Türkiye’de neredeyse bütün tarihi tartışmalarda ve ilkokullardan başlayarak üniversitelerdeki inkılâp tarihi derslerine kadar eğitimin hemen her seviyesinde hep bir belgeden bahsedilir; çağdaş Türkiye’nin kuruluş senedi olduğu, İstiklâl Savaşı’nın bu belgenin verdiği ruh ile kazanıldığı ve devletin vâroluş beyannâmesi olma kimliği taşıdığı söylenir. “Misak-ı Milli”den söz ediyorum...

6 MADDELİK BİLDİRİ
Misak-ı Milli, Osmanlı İmparatorluğu’nun son Meclis- i Mebusanı’nın 28 Ocak 1920’de kabul ettiği altı maddelik bir bildiri idi. Birinci Dünya Savaşı’ndan yenik olarak çıkmamızın ardından, 1918’in 30 Ekim’inde imzaladığımız Mondoros Mütarekesi ile vatan toprakları henüz resmen olmasa da fiilen işgale uğramış ve İstanbul’da toplanan Meclis, ülkenin toprak bütünlüğü ile gelecekte uygulanacak dış politikanın esaslarını belirleyerek altı maddelik bir belge haline getirmişti.

121 MİLLETVEKİLİNİN İMZASI VAR

“Misak-ı Millİ” adı verilen bu belgenin altında, toplantıya katılan ve kararı oybirliği ile kabul eden 121 milletvekilinin imzaları vardı.



“Çağdaş Türkiye’nin kuruluş belgesi”, “varoluş senedi” ve “Türkiye’nin Magna Carta’sı” diye nitelenen Misak-ı Millî’nin metni sonraki senelerde defalarca yayınlandı ama dokuz sayfalık belgenin orijinalinin görüntüleri şimdiye kadar hiçbir yerde çıkmadı.



 "KAYIP" İDDİASI
Görüntüleri yayınlamak isteyen tarihçiler ile bazı politikacılar sivil ve askeri arşivlerde senelerce çalışmalarına rağmen orijinal belgeye ulaşamadılar ve 2011’de “Misak-ı Milli’nin aslının kayıp olduğu” iddiası ortaya atıldı.

Orijinal metni bulma çabaları bu kadarla da kalmadı ve “Türkiye Cumhuriyeti’nin temellerini oluşturan” böyle bir belgenin özenli bir şekilde muhafazası gerektiği halde kaybedildiği ve büyük ihtimalle 12 Eylül döneminde SEKA’ya gönderildiği iddiası ile suç duyurusunda bile bulunuldu.

Çağdaş Türkiye’nin kuruluş ve varoluş belgesi olan Misak-ı Millî’nin bu görüntülerini kısa adı ATASE olan askerî arşivden, yani Genelkurmay Askerî Tarih ve Stratejik Etüd Daire Başkanlığı’ndan temin ettim.
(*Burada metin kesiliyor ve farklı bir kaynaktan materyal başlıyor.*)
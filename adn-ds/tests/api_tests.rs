//! Integration tests for adn-ds HTTP endpoints
//!
//! Tests cover:
//! - Readiness message and health endpoint
//! - Successful denoise of mono and stereo WAV uploads
//! - MP3, Ogg Vorbis and M4A uploads re-encoded as 16-bit WAV
//! - Missing `file` field and non-multipart requests (400)
//! - Corrupt uploads (422) and oversized uploads (413)
//! - Deterministic output

mod helpers;

use std::path::Path;

use axum::{
    body::Body,
    http::{Request, StatusCode},
};
use helpers::audio_generator::{generate_noisy_wav, read_wav, AudioConfig};
use helpers::multipart::{self, Part};
use http_body_util::BodyExt;
use serde_json::{json, Value};
use tower::util::ServiceExt; // for `oneshot` method
use adn_ds::{build_router, AppState};

const TEST_UPLOAD_LIMIT: usize = 16 * 1024 * 1024;

fn setup_app() -> axum::Router {
    build_router(AppState::new(TEST_UPLOAD_LIMIT))
}

async fn body_bytes(body: Body) -> Vec<u8> {
    body.collect().await.expect("Should read body").to_bytes().to_vec()
}

async fn extract_json(body: Body) -> Value {
    serde_json::from_slice(&body_bytes(body).await).expect("Should parse JSON")
}

// =============================================================================
// Readiness / Health
// =============================================================================

#[tokio::test]
async fn test_root_returns_ready_message() {
    let request = Request::builder().uri("/").body(Body::empty()).unwrap();
    let response = setup_app().oneshot(request).await.unwrap();

    assert_eq!(response.status(), StatusCode::OK);
    let body = extract_json(response.into_body()).await;
    assert_eq!(body["message"], "Audio Denoising Backend is running!");
}

#[tokio::test]
async fn test_health_endpoint() {
    let request = Request::builder().uri("/health").body(Body::empty()).unwrap();
    let response = setup_app().oneshot(request).await.unwrap();

    assert_eq!(response.status(), StatusCode::OK);
    let body = extract_json(response.into_body()).await;
    assert_eq!(body["status"], "ok");
    assert_eq!(body["module"], "adn-ds");
    assert!(body["version"].is_string());
}

// =============================================================================
// Successful denoise
// =============================================================================

#[tokio::test]
async fn test_denoise_mono_wav() {
    // 2 s, 44100 Hz, mono, synthetic noise
    let input = generate_noisy_wav(&AudioConfig::default());

    let response = setup_app()
        .oneshot(multipart::request("/denoise", &[Part::file(&input)]))
        .await
        .unwrap();

    assert_eq!(response.status(), StatusCode::OK);
    assert_eq!(response.headers()["content-type"], "audio/wav");

    let (spec, samples) = read_wav(&body_bytes(response.into_body()).await);
    assert_eq!(spec.sample_rate, 44100);
    assert_eq!(spec.channels, 1);
    assert_eq!(spec.bits_per_sample, 16);
    // Exactly 2 s of audio
    assert_eq!(samples.len(), 88200);
}

#[tokio::test]
async fn test_denoise_stereo_wav_keeps_layout() {
    let config = AudioConfig {
        duration_seconds: 1.5,
        sample_rate: 22050,
        channels: 2,
        bits_per_sample: 24,
        ..Default::default()
    };
    let input = generate_noisy_wav(&config);

    let response = setup_app()
        .oneshot(multipart::request("/denoise", &[Part::file(&input)]))
        .await
        .unwrap();

    assert_eq!(response.status(), StatusCode::OK);
    let (spec, samples) = read_wav(&body_bytes(response.into_body()).await);
    assert_eq!(spec.sample_rate, 22050);
    assert_eq!(spec.channels, 2);
    assert_eq!(spec.bits_per_sample, 24);
    assert_eq!(samples.len(), (1.5 * 22050.0) as usize * 2);
}

#[tokio::test]
async fn test_denoise_is_deterministic() {
    let input = generate_noisy_wav(&AudioConfig {
        duration_seconds: 1.0,
        lead_in_seconds: 0.5,
        ..Default::default()
    });

    let first = setup_app()
        .oneshot(multipart::request("/denoise", &[Part::file(&input)]))
        .await
        .unwrap();
    let second = setup_app()
        .oneshot(multipart::request("/denoise", &[Part::file(&input)]))
        .await
        .unwrap();

    assert_eq!(first.status(), StatusCode::OK);
    assert_eq!(second.status(), StatusCode::OK);
    assert_eq!(
        body_bytes(first.into_body()).await,
        body_bytes(second.into_body()).await
    );
}

#[tokio::test]
async fn test_extra_fields_are_ignored() {
    let input = generate_noisy_wav(&AudioConfig {
        duration_seconds: 0.5,
        lead_in_seconds: 0.25,
        ..Default::default()
    });

    let response = setup_app()
        .oneshot(multipart::request(
            "/denoise",
            &[Part::text("note", "hello"), Part::file(&input)],
        ))
        .await
        .unwrap();

    assert_eq!(response.status(), StatusCode::OK);
}

// =============================================================================
// Compressed uploads
// =============================================================================

fn fixture(name: &str) -> Vec<u8> {
    let path = Path::new(env!("CARGO_MANIFEST_DIR"))
        .join("tests/fixtures")
        .join(name);
    std::fs::read(&path).unwrap_or_else(|e| panic!("Should read {}: {e}", path.display()))
}

/// POST a fixture and return the decoded WAV reply
async fn denoise_fixture(name: &str, content_type: &str) -> (hound::WavSpec, Vec<i32>) {
    let input = fixture(name);

    let response = setup_app()
        .oneshot(multipart::request(
            "/denoise",
            &[Part::upload(name, content_type, &input)],
        ))
        .await
        .unwrap();

    assert_eq!(response.status(), StatusCode::OK, "{name}");
    assert_eq!(response.headers()["content-type"], "audio/wav");
    read_wav(&body_bytes(response.into_body()).await)
}

#[tokio::test]
async fn test_denoise_mp3_upload() {
    // MPEG-2 Layer III, 22050 Hz, mono
    let (spec, samples) = denoise_fixture("speech_mono.mp3", "audio/mpeg").await;

    assert_eq!(spec.sample_rate, 22050);
    assert_eq!(spec.channels, 1);
    assert_eq!(spec.bits_per_sample, 16);
    assert!(!samples.is_empty());
}

#[tokio::test]
async fn test_denoise_ogg_vorbis_upload() {
    // Vorbis, 48000 Hz, stereo
    let (spec, samples) = denoise_fixture("noise_stereo.ogg", "audio/ogg").await;

    assert_eq!(spec.sample_rate, 48000);
    assert_eq!(spec.channels, 2);
    assert_eq!(spec.bits_per_sample, 16);
    assert!(!samples.is_empty());
    assert_eq!(samples.len() % 2, 0);
}

#[tokio::test]
async fn test_denoise_m4a_upload() {
    // AAC-LC in MP4, 44100 Hz, mono
    let (spec, samples) = denoise_fixture("noise_mono.m4a", "audio/mp4").await;

    assert_eq!(spec.sample_rate, 44100);
    assert_eq!(spec.channels, 1);
    assert_eq!(spec.bits_per_sample, 16);
    assert!(!samples.is_empty());
}

// =============================================================================
// Client errors
// =============================================================================

#[tokio::test]
async fn test_missing_file_field() {
    let response = setup_app()
        .oneshot(multipart::request("/denoise", &[Part::text("other", "value")]))
        .await
        .unwrap();

    assert_eq!(response.status(), StatusCode::BAD_REQUEST);
    let body = extract_json(response.into_body()).await;
    assert_eq!(body, json!({"error": "No audio file uploaded"}));
}

#[tokio::test]
async fn test_text_field_named_file_is_missing_file() {
    // Same name as the upload field but no filename: a form value, not a file
    let input = generate_noisy_wav(&AudioConfig {
        duration_seconds: 0.5,
        lead_in_seconds: 0.25,
        ..Default::default()
    });
    let part = Part {
        name: "file",
        file_name: None,
        content_type: None,
        data: &input,
    };

    let response = setup_app()
        .oneshot(multipart::request("/denoise", &[part]))
        .await
        .unwrap();

    assert_eq!(response.status(), StatusCode::BAD_REQUEST);
    let body = extract_json(response.into_body()).await;
    assert_eq!(body, json!({"error": "No audio file uploaded"}));
}

#[tokio::test]
async fn test_non_multipart_request_is_missing_file() {
    let request = Request::builder()
        .method("POST")
        .uri("/denoise")
        .body(Body::empty())
        .unwrap();
    let response = setup_app().oneshot(request).await.unwrap();

    assert_eq!(response.status(), StatusCode::BAD_REQUEST);
    let body = extract_json(response.into_body()).await;
    assert_eq!(body["error"], "No audio file uploaded");
}

#[tokio::test]
async fn test_corrupt_upload_is_unprocessable() {
    let garbage = b"this is not audio at all".repeat(100);
    let response = setup_app()
        .oneshot(multipart::request("/denoise", &[Part::file(&garbage)]))
        .await
        .unwrap();

    assert_eq!(response.status(), StatusCode::UNPROCESSABLE_ENTITY);
    let body = extract_json(response.into_body()).await;
    assert!(body["error"]
        .as_str()
        .unwrap()
        .starts_with("Could not decode audio"));
}

#[tokio::test]
async fn test_empty_file_is_unprocessable() {
    let response = setup_app()
        .oneshot(multipart::request("/denoise", &[Part::file(&[])]))
        .await
        .unwrap();

    assert_eq!(response.status(), StatusCode::UNPROCESSABLE_ENTITY);
}

#[tokio::test]
async fn test_oversized_upload_rejected() {
    let input = generate_noisy_wav(&AudioConfig {
        duration_seconds: 1.0,
        ..Default::default()
    });
    let app = build_router(AppState::new(1024));

    let response = app
        .oneshot(multipart::request("/denoise", &[Part::file(&input)]))
        .await
        .unwrap();

    assert_eq!(response.status(), StatusCode::PAYLOAD_TOO_LARGE);
    let body = extract_json(response.into_body()).await;
    assert!(body["error"].is_string());
}

#[tokio::test]
async fn test_get_denoise_not_allowed() {
    let request = Request::builder().uri("/denoise").body(Body::empty()).unwrap();
    let response = setup_app().oneshot(request).await.unwrap();

    assert_eq!(response.status(), StatusCode::METHOD_NOT_ALLOWED);
}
Belgenin renkli fotoğraflarını Genelkurmay Personel Başkanı Korgeneral Metin İyidil ve ATASE Daire Başkanı Tuğgeneral Necdet Tuna, ATASE’ye geçen hafta yaptığım ziyaret sırasında tarafıma hediye ettiler.

SAVAŞ SONRASI İstanbul'UN YOKLUK VE SIKINTILARINI YANSITIYOR

Misak-ı Millî’nin orijinalinin şimdiye kadar fermanları andıran büyük boy bir kağıda son derece süslü bir yazı ile yazılmış olduğu zannedilirdi ama belge öyle değildi, savaş sonrası İstanbul’unun bütün hüznünü, yaşanan yoklukları ve sıkıntıları tam olarak yansıtmaktaydı.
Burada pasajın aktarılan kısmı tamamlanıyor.